Rogue planets may be more common than we thought, and they may form alone in the void in the same way stars do, suggests a recent study.
We think we know how the universe is structured: Moons orbit planets, and planets orbit stars. But rogue planets don’t play by the rules; they drift alone through the darkness, not bound to a star’s gravity. And these lonely rebel worlds may make up about 10 percent of celestial objects, not just rare flukes of nature.
The James Webb Space Telescope (JWST) peered into a nearby star cluster and found a handful of rogue gas giants — including one with its own disk of dust swirling around it. The results suggests that rogue planets may not only be worlds that got kicked out of their star systems, but worlds that coalesce out of clouds of interstellar gas in the same way stars do — just smaller.
Johns Hopkins University astrophysicist Adam Langeveld and his colleagues published their work in The Astronomical Journal.
Lonely Planets Club
Langeveld and his colleagues surveyed a cluster of stars called NGC 1333, which exists 1,000 light years away in the constellation Perseus, with JWST’s Near Infrared Imager and Slitless Spectrograph (NIRISS) instrument. They found six gas giants — each between five and 10 times more massive than Jupiter — drifting through space on their own, not orbiting a star. One of these lonely worlds even had a disk of dust orbiting it, as if in the process of forming its own little family of planets (or moons). And based on their observations, Langeveld and his colleagues say rogue planets, once thought to be rare flukes of nature, might make up about 10 percent of the objects in the cluster.
We know that stars form when dense clumps of gas and dust in clouds called nebulae collapse under their own gravity, creating enough heat and pressure at their centers to kickstart nuclear fusion. And we know that sometimes, a clump of material can form an object that’s just on the threshold of being able to start burning as a star, but doesn’t have quite enough mass to get there: a brown dwarf. But astronomers weren’t sure whether even smaller objects, like giant gas planets, could form the same way.
The team of astrophysicists used JWST “to search for the faintest members of a young star cluster, seeking to address a fundamental question in astronomy: how light an object can form like a star?” says Johns Hopkins University astrophysicist Ray Jayawardhana, the senior author of the recent paper, in a recent statement. “It turns out the smallest free-floating objects that form like stars overlap in mass with giant exoplanets circling nearby stars.”
The smallest rogue planet Langeveld and his colleagues spotted, a gas giant about 5 times the mass of Jupiter (or 1,600 times the mass of Earth, if you prefer), is an important clue. It sits at the heart of a swirling disk of gas and dust, which looks exactly like the disks that form around newborn stars, where material eventually coalesces into planets. That suggests that the planet probably formed like a star, just from a smaller cloud of gas and dust. And it may be forming its own miniature system, like Jupiter or Saturn with their swarms of moons.

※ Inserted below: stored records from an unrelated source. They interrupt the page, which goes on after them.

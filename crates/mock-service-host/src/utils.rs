//! URL and JSON helpers used across the pipeline.

use serde_json::Value;

/// Strip the query string (and fragment) from a URL or path.
pub fn get_pure_url(url: &str) -> &str {
    let end = url.find(['?', '#']).unwrap_or(url.len());
    &url[..end]
}

/// Non-empty path segments of a pure URL path.
///
/// `/subscriptions/abc/` yields `["subscriptions", "abc"]`.
pub fn get_path(url: &str) -> Vec<&str> {
    get_pure_url(url)
        .split('/')
        .filter(|s| !s.is_empty())
        .collect()
}

/// Drop every `providers/{namespace}` pair from a segment list.
pub fn strip_provider_pairs<'a>(segments: &[&'a str]) -> Vec<&'a str> {
    let mut out = Vec::with_capacity(segments.len());
    let mut i = 0;
    while i < segments.len() {
        if segments[i].eq_ignore_ascii_case("providers") && i + 1 < segments.len() {
            i += 2;
            continue;
        }
        out.push(segments[i]);
        i += 1;
    }
    out
}

/// Whether a path addresses a resource instance tracked by the resource pool.
///
/// `level` is the segment count of `url`. Once `providers/{namespace}` pairs are
/// removed, instance paths alternate type/name and end on a name; resource groups
/// and anything below them qualify, subscriptions and tenant-level paths do not.
pub fn is_management_url_level(level: usize, url: &str) -> bool {
    let segments = get_path(url);
    let pairs = (segments.len() - strip_provider_pairs(&segments).len()) / 2;
    let remaining = level.saturating_sub(pairs * 2);
    remaining >= 4 && remaining % 2 == 0
}

/// Recursively replace every field named `key` whose current value passes
/// `filter`. Replaced values are not descended into.
pub fn replace_property_value_if<F>(key: &str, new_value: &Value, target: &mut Value, filter: &F)
where
    F: Fn(&Value) -> bool,
{
    match target {
        Value::Object(map) => {
            for (k, v) in map.iter_mut() {
                if k == key && filter(v) {
                    *v = new_value.clone();
                } else {
                    replace_property_value_if(key, new_value, v, filter);
                }
            }
        }
        Value::Array(items) => {
            for item in items {
                replace_property_value_if(key, new_value, item, filter);
            }
        }
        _ => {}
    }
}

/// Recursively replace every field named `key`, whatever its current value.
pub fn replace_property_value(key: &str, new_value: &Value, target: &mut Value) {
    replace_property_value_if(key, new_value, target, &|_| true);
}

/// Replace `placeholder` inside every string value of a JSON document.
pub fn replace_string_value(placeholder: &str, replacement: &str, target: &mut Value) {
    match target {
        Value::String(s) if s.contains(placeholder) => {
            *s = s.replace(placeholder, replacement);
        }
        Value::Object(map) => {
            for v in map.values_mut() {
                replace_string_value(placeholder, replacement, v);
            }
        }
        Value::Array(items) => {
            for item in items {
                replace_string_value(placeholder, replacement, item);
            }
        }
        _ => {}
    }
}
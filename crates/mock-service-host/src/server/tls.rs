//! TLS acceptor for https listeners.

use crate::config::TlsConfig;
use rustls::pki_types::{CertificateDer, PrivateKeyDer};
use std::fs::File;
use std::io::BufReader;
use std::sync::Arc;
use tokio_rustls::TlsAcceptor;

fn open(path: &str, what: &str) -> Result<BufReader<File>, anyhow::Error> {
    let file = File::open(path)
        .map_err(|e| anyhow::anyhow!("Failed to open {what} file '{path}': {e}"))?;
    Ok(BufReader::new(file))
}

fn load_certs(path: &str) -> Result<Vec<CertificateDer<'static>>, anyhow::Error> {
    let mut reader = open(path, "certificate")?;
    let certs: Vec<CertificateDer<'static>> = rustls_pemfile::certs(&mut reader)
        .collect::<Result<_, _>>()
        .map_err(|e| anyhow::anyhow!("Failed to parse certificate file '{path}': {e}"))?;
    if certs.is_empty() {
        anyhow::bail!("No certificates found in certificate file: {path}");
    }
    Ok(certs)
}

/// First PKCS8, RSA or EC key in the file
fn load_private_key(path: &str) -> Result<PrivateKeyDer<'static>, anyhow::Error> {
    let mut reader = open(path, "private key")?;
    rustls_pemfile::private_key(&mut reader)
        .map_err(|e| anyhow::anyhow!("Failed to parse private key file '{path}': {e}"))?
        .ok_or_else(|| anyhow::anyhow!("No private key found in key file: {path}"))
}

/// Create a TLS acceptor from PEM certificate and key files.
pub fn create_tls_acceptor(tls: &TlsConfig) -> Result<TlsAcceptor, anyhow::Error> {
    let certs = load_certs(&tls.cert_path)?;
    let key = load_private_key(&tls.key_path)?;

    // ring is pinned explicitly; the default provider is ambiguous when both
    // ring and aws-lc-rs are compiled in
    let provider = Arc::new(rustls::crypto::ring::default_provider());
    let config = rustls::ServerConfig::builder_with_provider(provider)
        .with_safe_default_protocol_versions()
        .map_err(|e| anyhow::anyhow!("Failed to select TLS protocol versions: {e}"))?
        .with_no_client_auth()
        .with_single_cert(certs, key)
        .map_err(|e| anyhow::anyhow!("Failed to build TLS configuration: {e}"))?;

    Ok(TlsAcceptor::from(Arc::new(config)))
}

In other words, rogue planets may not always be planets that formed in orbit around a star like our Sun, only to get kicked out of the star system by a close encounter with a sibling planet or a passing star (which may have happened at least once in our own Solar System’s history). Instead, they can apparently spawn all alone, from much smaller clouds of gas than the ones that form stars.
“This is important context for understanding both star and planet formation,” says Langeveld in a recent statement.
What’s Next?
Langeveld and his colleagues hope to learn more about these lonely planets’ atmospheres in their next round of observations with JWST. Once they have that information, they’ll compare the rogue gas giants’ atmospheres to brown dwarfs and to “normal” gas giants that orbit stars. That could offer clues about whether gas giants that coalesce alone in the middle of space contain a different mix of elements than those that form in the disks around newborn stars.
The astronomers also hope to find more objects like the small rogue planet with its own little protoplanetary disk. That could shed light on whether, or how, rogue planets might form their own systems of planets (or moons). Picture all the diverse worlds that orbit the gas giants in our Solar System — Jupiter’s icy moon Europa and volcanic hellworld Io, or Saturn’s Titan with its methane seas — orbiting a version of Jupiter all alone in deep space, unlit by any star, heated only by the tidal pull of their planet.
“The diversity of systems that nature has produced is remarkable and pushes us to refine our models of star and planet formation,” says Jayawardhana.